Ti Amo by Hanne Ørstavik

Ti Amo's protagonist must find intimacy and longing in the mundane everyday, when she learns the love of her life has less than a year to live

Book Review by Heather McDaid | 06 Sep 2022
  • Ti Amo
Book title: Ti Amo
Author: Hanne Ørstavik, translated by Martin Aitken

How do we articulate loss? More so, how do we articulate a loss yet to happen? Ti Amo is an anticipatory grief diary brought alive – the protagonist, a woman who has moved to Milan for the love of her life, must contend with the fact that he has been diagnosed with cancer. He is dying.

Death lurks in the everyday – he doesn’t want to know how long there is left, but she does. Less than one year. So begins a documenting of almost mundanity: ‘This morning I put two of the cakes out on the makeshift bird table you’ve cobbled together.’ Life continues, gradually, almost insignificantly, and yet significance finds itself in the innocuous. Rest, eat, travel, continue, day after day.

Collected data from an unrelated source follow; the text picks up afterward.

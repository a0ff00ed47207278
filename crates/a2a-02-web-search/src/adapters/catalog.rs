//! In-memory document catalog used as the built-in search backend.

use crate::domain::{SearchError, SearchHit};
use crate::ports::SearchBackend;
use async_trait::async_trait;

/// One searchable document.
#[derive(Debug, Clone, PartialEq, Eq)]
pub struct CatalogEntry {
    pub title: String,
    pub url: String,
    pub snippet: String,
    pub keywords: Vec<String>,
}

impl CatalogEntry {
    pub fn new(title: &str, url: &str, snippet: &str, keywords: &[&str]) -> Self {
        Self {
            title: title.to_string(),
            url: url.to_string(),
            snippet: snippet.to_string(),
            keywords: keywords.iter().map(|k| k.to_lowercase()).collect(),
        }
    }

    /// Number of query terms found in the keywords, title or snippet.
    fn score(&self, terms: &[String]) -> usize {
        let title = self.title.to_lowercase();
        let snippet = self.snippet.to_lowercase();
        terms
            .iter()
            .filter(|t| {
                self.keywords.iter().any(|k| k == *t) || title.contains(t.as_str()) || snippet.contains(t.as_str())
            })
            .count()
    }
}

/// Keyword-matching backend over a fixed catalog.
///
/// Documents are ranked by how many query terms they match. A query that
/// matches nothing gets a single generic research page so downstream
/// stages always have something to work with.
#[derive(Debug, Clone)]
pub struct CatalogSearchBackend {
    entries: Vec<CatalogEntry>,
}

impl CatalogSearchBackend {
    pub fn new(entries: Vec<CatalogEntry>) -> Self {
        Self { entries }
    }

    pub fn len(&self) -> usize {
        self.entries.len()
    }

    pub fn is_empty(&self) -> bool {
        self.entries.is_empty()
    }

    fn generic_hit(query: &str) -> SearchHit {
        SearchHit::new(
            format!("Research on {query}"),
            format!("https://example.com/research/{}", query.trim().replace(' ', "-")),
            format!("Comprehensive research and analysis on {query} with latest findings and methodologies."),
        )
    }
}

fn terms(query: &str) -> Vec<String> {
    query
        .split(|c: char| !c.is_alphanumeric() && c != '-')
        .filter(|t| t.len() > 2)
        .map(str::to_lowercase)
        .collect()
}

#[async_trait]
impl SearchBackend for CatalogSearchBackend {
    async fn search(&self, query: &str, max_results: usize) -> Result<Vec<SearchHit>, SearchError> {
        let terms = terms(query);
        let mut scored: Vec<(usize, &CatalogEntry)> = self
            .entries
            .iter()
            .map(|e| (e.score(&terms), e))
            .filter(|(score, _)| *score > 0)
            .collect();
        // Stable sort keeps catalog order among equal scores.
        scored.sort_by(|a, b| b.0.cmp(&a.0));

        let mut hits: Vec<SearchHit> = scored
            .into_iter()
            .take(max_results)
            .map(|(_, e)| SearchHit::new(e.title.clone(), e.url.clone(), e.snippet.clone()))
            .collect();

        if hits.is_empty() && max_results > 0 {
            hits.push(Self::generic_hit(query));
        }
        Ok(hits)
    }
}

impl Default for CatalogSearchBackend {
    fn default() -> Self {
        Self::new(vec![
            CatalogEntry::new(
                "Machine Learning for Climate Change Research: A Comprehensive Review",
                "https://www.nature.com/articles/s41558-021-01168-6",
                "This review examines how machine learning techniques are being applied to climate science, including temperature prediction, extreme weather forecasting, and carbon cycle modeling.",
                &["machine", "learning", "climate", "review", "ai"],
            ),
            CatalogEntry::new(
                "Deep Learning Applications in Climate Modeling and Prediction",
                "https://agupubs.onlinelibrary.wiley.com/doi/10.1029/2021GL094765",
                "Neural networks and deep learning are revolutionizing climate prediction models with improved accuracy in weather forecasting and long-term climate projections.",
                &["deep", "learning", "climate", "neural", "prediction"],
            ),
            CatalogEntry::new(
                "AI for Climate: Machine Learning Solutions for Environmental Challenges",
                "https://www.climatechange.ai/papers",
                "A collection of research papers exploring how artificial intelligence and machine learning can address climate change through improved modeling, monitoring, and mitigation strategies.",
                &["ai", "climate", "machine", "learning", "environment"],
            ),
            CatalogEntry::new(
                "Quantum Computing: Progress and Prospects",
                "https://www.science.org/doi/10.1126/science.aam5830",
                "Recent advances in quantum computing hardware and algorithms show promise for solving complex optimization problems and cryptographic challenges.",
                &["quantum", "computing", "hardware", "algorithms"],
            ),
            CatalogEntry::new(
                "Post-Quantum Cryptography: Preparing for the Quantum Era",
                "https://csrc.nist.gov/projects/post-quantum-cryptography",
                "NIST standardization efforts for cryptographic systems that can resist attacks from quantum computers.",
                &["quantum", "cryptography", "nist", "security"],
            ),
            CatalogEntry::new(
                "Quantum Error Correction Below the Surface Code Threshold",
                "https://arxiv.org/abs/2408.13687",
                "A novel demonstration of logical qubits whose error rates fall as the code distance grows, an emerging milestone for fault-tolerant quantum computing.",
                &["quantum", "error", "correction", "qubits"],
            ),
            CatalogEntry::new(
                "Memory Safety in Systems Programming",
                "https://dl.acm.org/doi/10.1145/3591284",
                "A study of memory-safe systems languages and their effect on vulnerability rates in large codebases, using empirical data from recent releases.",
                &["rust", "memory", "safety", "systems", "programming"],
            ),
            CatalogEntry::new(
                "Renewable Energy Grid Integration",
                "https://www.energy.gov/eere/renewable-grid-integration",
                "Government analysis of methods for integrating wind and solar generation into the electric grid, including storage and forecasting.",
                &["renewable", "energy", "grid", "solar", "wind"],
            ),
            CatalogEntry::new(
                "Breakthrough Battery Chemistries Reach the Market",
                "https://www.nytimes.com/2024/03/01/business/energy-batteries.html",
                "News coverage of the latest battery chemistries moving from laboratories into commercial energy storage.",
                &["battery", "energy", "storage", "news"],
            ),
        ])
    }
}

#[cfg(test)]
mod tests {
    use super::*;

    #[tokio::test]
    async fn test_ranks_by_matching_terms() {
        let backend = CatalogSearchBackend::default();
        let hits = backend.search("machine learning climate", 10).await.unwrap();
        assert!(hits.len() >= 3);
        assert!(hits.iter().all(|h| !h.url.contains("example.com")));
        assert!(hits[0].title.contains("Machine Learning"));
    }

    #[tokio::test]
    async fn test_respects_max_results() {
        let backend = CatalogSearchBackend::default();
        let hits = backend.search("quantum", 2).await.unwrap();
        assert_eq!(hits.len(), 2);
    }

    #[tokio::test]
    async fn test_unmatched_query_gets_generic_hit() {
        let backend = CatalogSearchBackend::default();
        let hits = backend.search("medieval pottery", 5).await.unwrap();
        assert_eq!(hits.len(), 1);
        assert_eq!(hits[0].url, "https://example.com/research/medieval-pottery");
    }
}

It is deeply intimate and harrowing – words and questions unable to be said but instead carried as a weight internally. In fewer than 100 pages this persists – from the opening ‘I love you’ to the last, Ti Amo is a complex look at grief, love and loneliness, longing, not veiled within a wider narrative or hidden under layers. The pain sits plainly on the page, challenging readers to either step away or carry this weight with them. It is a novel that confronts some of the hardest realities of our inevitable fate, to lose those close to us, and is tender and heartrending at once.